:: Requirement ::
Look through the data that follows and copy each line with the string "bool".

%%

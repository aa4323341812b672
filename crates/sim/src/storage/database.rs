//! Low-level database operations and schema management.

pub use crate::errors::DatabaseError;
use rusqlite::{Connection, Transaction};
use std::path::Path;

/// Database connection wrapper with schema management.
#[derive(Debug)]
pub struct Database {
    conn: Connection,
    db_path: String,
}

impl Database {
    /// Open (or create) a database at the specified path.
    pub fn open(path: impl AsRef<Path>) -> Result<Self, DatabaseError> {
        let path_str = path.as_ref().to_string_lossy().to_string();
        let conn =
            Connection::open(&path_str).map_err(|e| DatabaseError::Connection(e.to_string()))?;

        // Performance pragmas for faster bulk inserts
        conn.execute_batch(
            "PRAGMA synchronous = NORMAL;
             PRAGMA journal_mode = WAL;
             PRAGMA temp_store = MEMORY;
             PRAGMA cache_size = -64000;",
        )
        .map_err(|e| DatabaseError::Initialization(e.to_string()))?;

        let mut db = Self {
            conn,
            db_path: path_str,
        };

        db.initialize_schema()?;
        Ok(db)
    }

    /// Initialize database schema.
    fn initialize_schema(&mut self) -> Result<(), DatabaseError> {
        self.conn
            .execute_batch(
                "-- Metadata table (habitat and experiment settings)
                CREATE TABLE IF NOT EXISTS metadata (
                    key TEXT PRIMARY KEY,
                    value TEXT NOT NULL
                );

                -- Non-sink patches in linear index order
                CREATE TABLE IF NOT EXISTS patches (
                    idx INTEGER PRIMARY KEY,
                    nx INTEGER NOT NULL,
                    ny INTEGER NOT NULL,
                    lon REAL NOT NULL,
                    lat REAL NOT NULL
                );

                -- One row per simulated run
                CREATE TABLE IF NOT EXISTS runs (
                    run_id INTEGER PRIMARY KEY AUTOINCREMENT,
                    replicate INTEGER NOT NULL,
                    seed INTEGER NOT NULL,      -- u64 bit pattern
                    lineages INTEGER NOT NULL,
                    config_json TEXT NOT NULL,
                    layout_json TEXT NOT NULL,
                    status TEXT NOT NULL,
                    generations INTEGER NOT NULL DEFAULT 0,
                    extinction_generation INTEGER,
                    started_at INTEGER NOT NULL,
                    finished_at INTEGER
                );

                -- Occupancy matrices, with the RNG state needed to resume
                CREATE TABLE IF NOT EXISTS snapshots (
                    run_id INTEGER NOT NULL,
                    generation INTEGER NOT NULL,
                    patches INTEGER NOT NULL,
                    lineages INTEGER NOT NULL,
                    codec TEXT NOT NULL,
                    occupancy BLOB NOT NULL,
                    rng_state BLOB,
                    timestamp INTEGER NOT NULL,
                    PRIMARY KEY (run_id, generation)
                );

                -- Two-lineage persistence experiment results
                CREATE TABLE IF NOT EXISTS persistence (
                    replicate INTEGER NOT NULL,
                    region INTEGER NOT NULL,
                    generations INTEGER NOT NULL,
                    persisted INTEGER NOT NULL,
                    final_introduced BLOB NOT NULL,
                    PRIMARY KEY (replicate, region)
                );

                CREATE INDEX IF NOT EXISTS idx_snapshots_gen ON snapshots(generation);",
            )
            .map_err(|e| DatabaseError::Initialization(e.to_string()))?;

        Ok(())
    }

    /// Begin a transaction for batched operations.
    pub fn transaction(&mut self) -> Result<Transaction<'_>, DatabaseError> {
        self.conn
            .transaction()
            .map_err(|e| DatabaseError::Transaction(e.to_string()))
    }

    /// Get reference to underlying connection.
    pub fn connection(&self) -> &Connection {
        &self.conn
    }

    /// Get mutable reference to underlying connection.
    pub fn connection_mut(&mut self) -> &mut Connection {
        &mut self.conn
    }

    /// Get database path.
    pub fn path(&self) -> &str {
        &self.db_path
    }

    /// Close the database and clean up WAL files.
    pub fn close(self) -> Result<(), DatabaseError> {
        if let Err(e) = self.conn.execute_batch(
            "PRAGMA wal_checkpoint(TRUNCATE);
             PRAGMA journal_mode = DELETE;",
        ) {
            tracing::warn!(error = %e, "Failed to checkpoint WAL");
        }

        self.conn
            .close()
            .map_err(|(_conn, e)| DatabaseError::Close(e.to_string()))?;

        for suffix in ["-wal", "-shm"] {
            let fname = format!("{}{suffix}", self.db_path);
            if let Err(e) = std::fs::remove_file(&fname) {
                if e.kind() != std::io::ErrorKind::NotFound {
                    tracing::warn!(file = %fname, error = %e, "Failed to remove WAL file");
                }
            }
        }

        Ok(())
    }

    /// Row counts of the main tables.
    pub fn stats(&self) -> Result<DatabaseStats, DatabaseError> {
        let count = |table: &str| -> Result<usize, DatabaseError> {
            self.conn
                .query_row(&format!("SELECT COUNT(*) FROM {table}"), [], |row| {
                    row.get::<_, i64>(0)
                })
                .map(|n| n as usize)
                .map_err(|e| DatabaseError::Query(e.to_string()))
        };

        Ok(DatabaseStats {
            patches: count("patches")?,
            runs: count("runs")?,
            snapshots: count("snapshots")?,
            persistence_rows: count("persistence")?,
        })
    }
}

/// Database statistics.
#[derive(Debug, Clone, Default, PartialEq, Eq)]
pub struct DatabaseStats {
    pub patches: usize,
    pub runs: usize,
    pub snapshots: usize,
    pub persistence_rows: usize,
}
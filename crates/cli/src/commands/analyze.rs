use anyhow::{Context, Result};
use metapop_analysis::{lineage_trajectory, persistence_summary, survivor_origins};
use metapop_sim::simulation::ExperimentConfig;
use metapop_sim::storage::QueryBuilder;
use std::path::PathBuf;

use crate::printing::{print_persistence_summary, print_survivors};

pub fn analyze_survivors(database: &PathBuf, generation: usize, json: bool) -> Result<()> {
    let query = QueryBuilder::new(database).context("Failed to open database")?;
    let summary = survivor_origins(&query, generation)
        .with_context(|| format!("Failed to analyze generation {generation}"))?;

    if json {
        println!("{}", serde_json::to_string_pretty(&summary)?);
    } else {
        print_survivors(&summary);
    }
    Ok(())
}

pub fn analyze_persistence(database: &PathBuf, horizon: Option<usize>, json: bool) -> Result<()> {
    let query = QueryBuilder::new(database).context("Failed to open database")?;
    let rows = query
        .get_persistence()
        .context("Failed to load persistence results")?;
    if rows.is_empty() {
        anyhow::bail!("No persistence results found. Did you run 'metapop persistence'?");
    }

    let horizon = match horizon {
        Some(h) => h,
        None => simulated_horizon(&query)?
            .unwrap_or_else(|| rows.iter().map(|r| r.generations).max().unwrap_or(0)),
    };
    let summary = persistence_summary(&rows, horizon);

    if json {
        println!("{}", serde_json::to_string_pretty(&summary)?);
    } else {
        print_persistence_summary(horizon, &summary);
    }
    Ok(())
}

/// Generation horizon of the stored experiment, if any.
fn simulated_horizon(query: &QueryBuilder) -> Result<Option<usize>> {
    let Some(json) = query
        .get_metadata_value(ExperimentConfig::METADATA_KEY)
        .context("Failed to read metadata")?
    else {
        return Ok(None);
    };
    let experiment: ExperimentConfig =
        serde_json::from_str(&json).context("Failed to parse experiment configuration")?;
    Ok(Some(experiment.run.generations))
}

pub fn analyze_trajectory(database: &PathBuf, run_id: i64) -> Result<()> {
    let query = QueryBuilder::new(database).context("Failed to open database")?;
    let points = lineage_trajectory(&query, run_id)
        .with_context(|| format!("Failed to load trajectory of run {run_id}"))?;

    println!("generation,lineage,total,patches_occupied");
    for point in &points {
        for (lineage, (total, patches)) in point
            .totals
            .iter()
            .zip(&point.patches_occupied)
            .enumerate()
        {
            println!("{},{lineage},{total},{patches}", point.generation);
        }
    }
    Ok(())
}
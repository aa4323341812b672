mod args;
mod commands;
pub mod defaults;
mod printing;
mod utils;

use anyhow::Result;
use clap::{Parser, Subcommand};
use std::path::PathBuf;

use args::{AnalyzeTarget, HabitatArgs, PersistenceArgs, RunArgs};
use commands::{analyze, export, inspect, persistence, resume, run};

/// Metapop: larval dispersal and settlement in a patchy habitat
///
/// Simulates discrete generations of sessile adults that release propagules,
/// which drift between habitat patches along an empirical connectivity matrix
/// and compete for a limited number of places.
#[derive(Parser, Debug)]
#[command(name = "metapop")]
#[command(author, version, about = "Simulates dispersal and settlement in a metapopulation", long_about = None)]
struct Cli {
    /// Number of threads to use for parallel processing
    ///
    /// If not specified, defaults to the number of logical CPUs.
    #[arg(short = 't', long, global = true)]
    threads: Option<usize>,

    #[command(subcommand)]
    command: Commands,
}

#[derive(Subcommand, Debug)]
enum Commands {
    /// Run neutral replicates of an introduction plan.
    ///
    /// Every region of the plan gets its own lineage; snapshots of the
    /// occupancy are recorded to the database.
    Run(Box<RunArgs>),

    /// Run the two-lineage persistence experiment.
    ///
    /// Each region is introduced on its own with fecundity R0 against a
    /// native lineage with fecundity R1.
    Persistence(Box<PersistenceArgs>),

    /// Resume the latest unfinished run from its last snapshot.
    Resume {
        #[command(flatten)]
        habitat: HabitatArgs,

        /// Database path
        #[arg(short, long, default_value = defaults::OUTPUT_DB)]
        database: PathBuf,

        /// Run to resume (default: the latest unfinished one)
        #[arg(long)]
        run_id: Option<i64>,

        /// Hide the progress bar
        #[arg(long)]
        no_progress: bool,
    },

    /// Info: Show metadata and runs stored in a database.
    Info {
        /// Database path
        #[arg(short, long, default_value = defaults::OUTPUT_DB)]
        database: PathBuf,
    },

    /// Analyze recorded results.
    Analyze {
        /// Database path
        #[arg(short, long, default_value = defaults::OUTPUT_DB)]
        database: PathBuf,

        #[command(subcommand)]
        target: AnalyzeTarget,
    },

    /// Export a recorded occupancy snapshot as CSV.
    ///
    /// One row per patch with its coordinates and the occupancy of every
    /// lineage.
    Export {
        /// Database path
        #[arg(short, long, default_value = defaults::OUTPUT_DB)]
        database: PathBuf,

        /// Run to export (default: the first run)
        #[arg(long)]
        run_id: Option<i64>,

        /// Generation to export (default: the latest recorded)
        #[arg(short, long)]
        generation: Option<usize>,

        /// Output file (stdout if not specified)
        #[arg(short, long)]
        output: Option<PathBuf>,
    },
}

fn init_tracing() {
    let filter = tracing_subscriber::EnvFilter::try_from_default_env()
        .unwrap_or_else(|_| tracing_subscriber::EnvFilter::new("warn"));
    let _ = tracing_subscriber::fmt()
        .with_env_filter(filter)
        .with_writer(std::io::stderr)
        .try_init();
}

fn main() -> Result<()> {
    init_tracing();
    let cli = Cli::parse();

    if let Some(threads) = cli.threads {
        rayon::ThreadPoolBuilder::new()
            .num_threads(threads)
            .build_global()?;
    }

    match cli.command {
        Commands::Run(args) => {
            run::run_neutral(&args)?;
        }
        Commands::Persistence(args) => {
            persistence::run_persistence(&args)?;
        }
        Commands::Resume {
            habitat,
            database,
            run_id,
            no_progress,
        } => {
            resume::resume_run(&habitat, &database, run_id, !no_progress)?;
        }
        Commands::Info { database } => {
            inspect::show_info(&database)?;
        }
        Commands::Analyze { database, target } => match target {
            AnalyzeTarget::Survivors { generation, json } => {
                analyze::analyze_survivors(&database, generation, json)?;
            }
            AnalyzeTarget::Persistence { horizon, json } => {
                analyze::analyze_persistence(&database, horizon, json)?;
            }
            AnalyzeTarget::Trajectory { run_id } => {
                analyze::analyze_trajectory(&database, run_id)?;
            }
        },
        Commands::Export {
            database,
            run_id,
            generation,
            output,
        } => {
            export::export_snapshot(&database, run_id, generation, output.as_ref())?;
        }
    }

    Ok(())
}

%%

:: Solution for this task ::
pub fn analyze_survivors(database: &PathBuf, generation: usize, json: bool) -> Result<()> {
pub fn analyze_persistence(database: &PathBuf, horizon: Option<usize>, json: bool) -> Result<()> {
        no_progress: bool,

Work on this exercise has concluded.